Barlogie and colleagues report that patients with abnormal baseline metaphase cytogenetics and enrolled on TT2 had better overall survival (OS) rates when randomized to thalidomide.
Total therapy 2 (TT2) was a randomized prospective treatment trial composed of a complex regimen (induction, 2 autologous peripheral blood stem cell transplantations [ASCTs], consolidative chemotherapy, and maintenance) given with or without thalidomide during all phases of treatment.1 In their original report with 42 months' follow-up, the higher complete response and event-free survival rates enjoyed by patients on the thalidomide arm had not translated into superior OS. However, in the current paper at 72 months' follow-up, a distinct survival advantage was seen for the 30% of patients with abnormal cytogenetics.

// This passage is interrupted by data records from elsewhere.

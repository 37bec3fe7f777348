//! Periodic waveform generators driving body parts

use serde::{Deserialize, Serialize};

/// Waveform sampled at a phase in radians
#[derive(Debug, Clone, Copy, PartialEq, Eq, Hash, Serialize, Deserialize)]
pub enum Waveform {
    /// Cubed sine; snaps through zero and lingers at the extremes
    Sharp,
    /// Dual sine blend for fluid motion
    Flow,
    /// Impulse at the crest and trough of the sine
    Strike,
    /// Sine with an isolated overshoot on every other half-cycle
    Popping,
}

impl Waveform {
    /// Sample the waveform at phase `t`
    pub fn sample(self, t: f64) -> f32 {
        let value = match self {
            Waveform::Sharp => t.sin().powi(3),
            Waveform::Flow => t.sin() * 0.8 + (t * 0.5).sin() * 0.2,
            Waveform::Strike => {
                if t.sin().abs() > 0.8 {
                    1.0
                } else {
                    0.0
                }
            }
            Waveform::Popping => {
                if (t * 2.0).sin() > 0.9 {
                    1.2
                } else {
                    t.sin()
                }
            }
        };
        value as f32
    }
}
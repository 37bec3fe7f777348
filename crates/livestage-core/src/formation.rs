//! Formation Scheduler
//!
//! A formation is a fixed-length list of ground targets, one per ensemble
//! slot. Switching formations only changes the targets; performers always ease
//! toward them with exponential interpolation, so a switch reads as a
//! transition rather than a teleport.

use glam::Vec2;
use serde::{Deserialize, Serialize};
use tracing::debug;

use crate::{CoreError, Result};

/// Named set of `(x, z)` targets indexed by ensemble slot
#[derive(Debug, Clone, PartialEq, Serialize, Deserialize)]
pub struct Formation {
    /// Catalog name
    pub name: String,
    /// Target per slot
    pub slots: Vec<Vec2>,
}

impl Formation {
    /// Create a formation from `(x, z)` pairs
    pub fn new(name: impl Into<String>, slots: &[(f32, f32)]) -> Self {
        Self {
            name: name.into(),
            slots: slots.iter().map(|&(x, z)| Vec2::new(x, z)).collect(),
        }
    }

    /// Number of slots
    pub fn len(&self) -> usize {
        self.slots.len()
    }

    /// Whether the formation has no slots
    pub fn is_empty(&self) -> bool {
        self.slots.is_empty()
    }

    /// The built-in catalog for a seven-member ensemble
    pub fn standard_catalog() -> Vec<Formation> {
        vec![
            Formation::new(
                "V_SHAPE",
                &[
                    (0.0, 0.0),
                    (-8.0, 8.0),
                    (8.0, 8.0),
                    (-16.0, 16.0),
                    (16.0, 16.0),
                    (-24.0, 24.0),
                    (24.0, 24.0),
                ],
            ),
            Formation::new(
                "DIAMOND",
                &[
                    (0.0, 0.0),
                    (0.0, 15.0),
                    (0.0, 30.0),
                    (-10.0, 15.0),
                    (10.0, 15.0),
                    (-20.0, 15.0),
                    (20.0, 15.0),
                ],
            ),
            Formation::new(
                "X_CROSS",
                &[
                    (0.0, 0.0),
                    (-10.0, 10.0),
                    (10.0, -10.0),
                    (10.0, 10.0),
                    (-10.0, -10.0),
                    (-20.0, 20.0),
                    (20.0, -20.0),
                ],
            ),
            Formation {
                name: "CANON_LINE".to_string(),
                slots: (0..7).map(|i| Vec2::new((i as f32 - 3.0) * 12.0, 10.0)).collect(),
            },
        ]
    }
}

/// Formation timing configuration
#[derive(Debug, Clone, PartialEq, Serialize, Deserialize)]
#[serde(default)]
pub struct FormationConfig {
    /// Fraction of the remaining distance covered per tick, in (0, 1]
    pub smoothing: f32,
    /// Rotate to the next formation every this many show seconds
    pub rotation_period_secs: Option<f32>,
}

impl Default for FormationConfig {
    fn default() -> Self {
        Self {
            smoothing: 0.08,
            rotation_period_secs: Some(20.0),
        }
    }
}

/// Catalog of formations plus the active one
#[derive(Debug, Clone)]
pub struct FormationScheduler {
    catalog: Vec<Formation>,
    active: usize,
    config: FormationConfig,
}

impl FormationScheduler {
    /// Create a scheduler; all formations must share one non-zero slot count
    pub fn new(catalog: Vec<Formation>, config: FormationConfig) -> Result<Self> {
        let first = catalog
            .first()
            .ok_or_else(|| CoreError::InvalidConfig("formation catalog is empty".to_string()))?;
        let slots = first.len();
        if slots == 0 {
            return Err(CoreError::InvalidConfig(format!(
                "formation '{}' has no slots",
                first.name
            )));
        }
        if let Some(bad) = catalog.iter().find(|f| f.len() != slots) {
            return Err(CoreError::InvalidConfig(format!(
                "formation '{}' has {} slots, expected {}",
                bad.name,
                bad.len(),
                slots
            )));
        }
        if !(config.smoothing > 0.0 && config.smoothing <= 1.0) {
            return Err(CoreError::InvalidConfig(
                "formation smoothing must be in (0, 1]".to_string(),
            ));
        }
        if matches!(config.rotation_period_secs, Some(p) if !(p > 0.0)) {
            return Err(CoreError::InvalidConfig(
                "formation rotation period must be positive".to_string(),
            ));
        }

        Ok(Self {
            catalog,
            active: 0,
            config,
        })
    }

    /// Scheduler over the standard catalog
    pub fn standard(config: FormationConfig) -> Result<Self> {
        Self::new(Formation::standard_catalog(), config)
    }

    /// Number of ensemble slots
    pub fn slot_count(&self) -> usize {
        self.catalog[0].len()
    }

    /// Active formation
    pub fn active(&self) -> &Formation {
        &self.catalog[self.active]
    }

    /// Catalog index of a formation name
    pub fn index_of(&self, name: &str) -> Option<usize> {
        self.catalog.iter().position(|f| f.name == name)
    }

    /// Activate a formation by name
    pub fn select(&mut self, name: &str) -> Result<()> {
        let index = self
            .index_of(name)
            .ok_or_else(|| CoreError::UnknownFormation(name.to_string()))?;
        self.set_active(index);
        Ok(())
    }

    /// Activate the next formation in catalog order
    pub fn advance(&mut self) -> &Formation {
        self.set_active((self.active + 1) % self.catalog.len());
        self.active()
    }

    /// Activate the formation for an elapsed-time bucket
    ///
    /// Returns `true` when the active formation changed. Every viewer with the
    /// same base and show time lands on the same formation.
    pub fn select_for_time(&mut self, base: usize, elapsed_secs: f64) -> bool {
        let offset = match self.config.rotation_period_secs {
            Some(period) if elapsed_secs > 0.0 => (elapsed_secs / period as f64).floor() as usize,
            _ => 0,
        };
        let index = (base + offset) % self.catalog.len();
        if index == self.active {
            return false;
        }
        self.set_active(index);
        true
    }

    fn set_active(&mut self, index: usize) {
        if index != self.active {
            debug!(
                "Formation {} -> {}",
                self.catalog[self.active].name, self.catalog[index].name
            );
        }
        self.active = index;
    }

    /// Target of a slot in the active formation
    pub fn target(&self, slot: usize) -> Vec2 {
        let slots = &self.active().slots;
        slots[slot % slots.len()]
    }

    /// One interpolation step from `current` toward the slot's target
    pub fn step(&self, current: Vec2, slot: usize) -> Vec2 {
        ease_toward(current, self.target(slot), self.config.smoothing)
    }

    /// Interpolation factor per tick
    pub fn smoothing(&self) -> f32 {
        self.config.smoothing
    }
}

/// Exponential approach: covers fraction `f` of the remaining distance
pub fn ease_toward(current: Vec2, target: Vec2, f: f32) -> Vec2 {
    current + (target - current) * f
}
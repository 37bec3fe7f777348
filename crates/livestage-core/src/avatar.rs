//! Avatars: performers and audience members
//!
//! Both kinds share the same joint tree. The `is_performer` flag picks the
//! animation policy the choreography engine applies and whether the avatar
//! casts a floor reflection.

use glam::{EulerRot, Mat4, Quat, Vec3};
use palette::{FromColor, Hsl, Srgb};
use rand::Rng;

use crate::skeleton::{JointId, Skeleton};

/// Emissive colors of the seven-member ensemble, by slot
pub const PERFORMER_COLORS: [u32; 7] = [
    0xffffff, 0xff00ff, 0x00ffff, 0xffff00, 0x00ff00, 0xff0088, 0x0088ff,
];

/// Uniform scale applied to performer root joints
pub const PERFORMER_SCALE: f32 = 3.0;

/// Opacity of the floor reflection
pub const REFLECTION_OPACITY: f32 = 0.2;

/// Convert a `0xRRGGBB` literal to a color
pub fn color_from_hex(rgb: u32) -> Srgb {
    Srgb::new(
        ((rgb >> 16) & 0xff) as u8,
        ((rgb >> 8) & 0xff) as u8,
        (rgb & 0xff) as u8,
    )
    .into_format()
}

/// Fully saturated color from a hue in `[0, 1)`
pub fn color_from_hue(hue: f32, lightness: f32) -> Srgb {
    Srgb::from_color(Hsl::new(hue * 360.0, 1.0, lightness))
}

/// Floor-mirrored copy of a performer's root transform
#[derive(Debug, Clone, Copy, PartialEq)]
pub struct Reflection {
    /// Root translation with y negated
    pub translation: Vec3,
    /// Root rotation (Euler XYZ), unchanged
    pub rotation: Vec3,
    /// Root scale with y negated
    pub scale: Vec3,
    /// Render opacity
    pub opacity: f32,
}

impl Reflection {
    /// World matrix of the mirrored root
    pub fn matrix(&self) -> Mat4 {
        let rotation = Quat::from_euler(
            EulerRot::XYZ,
            self.rotation.x,
            self.rotation.y,
            self.rotation.z,
        );
        Mat4::from_scale_rotation_translation(self.scale, rotation, self.translation)
    }
}

/// One animated figure
#[derive(Debug, Clone)]
pub struct Avatar {
    skeleton: Skeleton,
    is_performer: bool,
    /// Random phase for desynchronized idle motion, in `[0, 2π)`
    pub phase_offset: f32,
    /// Small constant phase jitter so unison is not pixel-identical
    pub timing_variation: f32,
    /// Position in the canon wave; the ensemble slot for performers
    pub canon_rank: usize,
    /// Breathing phase offset, in `[0, 10)`
    pub vibe_offset: f32,
    /// Body color
    pub color: Srgb,
}

impl Avatar {
    /// Create a performer for an ensemble slot
    pub fn performer<R: Rng + ?Sized>(slot: usize, rng: &mut R) -> Self {
        let color = color_from_hex(PERFORMER_COLORS[slot % PERFORMER_COLORS.len()]);
        let mut avatar = Self::with_random_offsets(true, slot, color, rng);
        avatar.skeleton.joint_mut(JointId::Root).scale = Vec3::splat(PERFORMER_SCALE);
        avatar
    }

    /// Create an audience member standing at `position`
    pub fn audience<R: Rng + ?Sized>(position: Vec3, rng: &mut R) -> Self {
        let color = color_from_hue(rng.random::<f32>(), 0.5);
        let mut avatar = Self::with_random_offsets(false, 0, color, rng);
        avatar.set_position(position);
        avatar
    }

    fn with_random_offsets<R: Rng + ?Sized>(
        is_performer: bool,
        canon_rank: usize,
        color: Srgb,
        rng: &mut R,
    ) -> Self {
        Self {
            skeleton: Skeleton::humanoid(),
            is_performer,
            phase_offset: rng.random::<f32>() * std::f32::consts::TAU,
            timing_variation: (rng.random::<f32>() - 0.5) * 0.05,
            canon_rank,
            vibe_offset: rng.random::<f32>() * 10.0,
            color,
        }
    }

    /// Whether the performer policy applies
    pub fn is_performer(&self) -> bool {
        self.is_performer
    }

    /// Joint tree
    pub fn skeleton(&self) -> &Skeleton {
        &self.skeleton
    }

    /// Mutable joint tree
    pub fn skeleton_mut(&mut self) -> &mut Skeleton {
        &mut self.skeleton
    }

    /// Root position in world space
    pub fn position(&self) -> Vec3 {
        self.skeleton.joint(JointId::Root).translation
    }

    /// Move the root
    pub fn set_position(&mut self, position: Vec3) {
        self.skeleton.joint_mut(JointId::Root).translation = position;
    }

    /// Floor reflection; `None` for audience members
    pub fn reflection(&self) -> Option<Reflection> {
        if !self.is_performer {
            return None;
        }
        let root = self.skeleton.joint(JointId::Root);
        Some(Reflection {
            translation: root.translation * Vec3::new(1.0, -1.0, 1.0),
            rotation: root.rotation,
            scale: root.scale * Vec3::new(1.0, -1.0, 1.0),
            opacity: REFLECTION_OPACITY,
        })
    }
}

#[cfg(test)]
mod tests {
    use super::*;
    use rand::rngs::StdRng;
    use rand::SeedableRng;

    #[test]
    fn test_performer_setup() {
        let mut rng = StdRng::seed_from_u64(7);
        let avatar = Avatar::performer(2, &mut rng);
        assert!(avatar.is_performer());
        assert_eq!(avatar.canon_rank, 2);
        assert_eq!(avatar.skeleton().joint(JointId::Root).scale, Vec3::splat(3.0));
        assert!(avatar.timing_variation.abs() <= 0.025);
        assert!((0.0..10.0).contains(&avatar.vibe_offset));
        assert_eq!(avatar.color, color_from_hex(0x00ffff));
    }

    #[test]
    fn test_audience_has_no_reflection() {
        let mut rng = StdRng::seed_from_u64(7);
        let avatar = Avatar::audience(Vec3::new(10.0, 0.0, 80.0), &mut rng);
        assert!(!avatar.is_performer());
        assert_eq!(avatar.position(), Vec3::new(10.0, 0.0, 80.0));
        assert!(avatar.reflection().is_none());
    }

    #[test]
    fn test_reflection_mirrors_root() {
        let mut rng = StdRng::seed_from_u64(7);
        let mut avatar = Avatar::performer(0, &mut rng);
        avatar.set_position(Vec3::new(4.0, 11.5, -2.0));

        let reflection = avatar.reflection().unwrap();
        assert_eq!(reflection.translation, Vec3::new(4.0, -11.5, -2.0));
        assert_eq!(reflection.scale, Vec3::new(3.0, -3.0, 3.0));
        assert_eq!(reflection.opacity, REFLECTION_OPACITY);

        // Points above the root land below the floor
        let head = reflection.matrix().transform_point3(Vec3::new(0.0, 1.0, 0.0));
        assert!((head.y - (-14.5)).abs() < 1e-4);
    }

    #[test]
    fn test_hex_colors() {
        let white = color_from_hex(0xffffff);
        assert_eq!(white, Srgb::new(1.0, 1.0, 1.0));
        let magenta = color_from_hex(0xff00ff);
        assert_eq!(magenta.green, 0.0);
    }
}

This paper carries 3 important messages. The first but simplest is a reminder that early reports of OS may be misleading. The second is that with novel agents and transplantation, in selected patient populations, unprecedented OS rates can be achieved; for TT2, the median OS was 8 years!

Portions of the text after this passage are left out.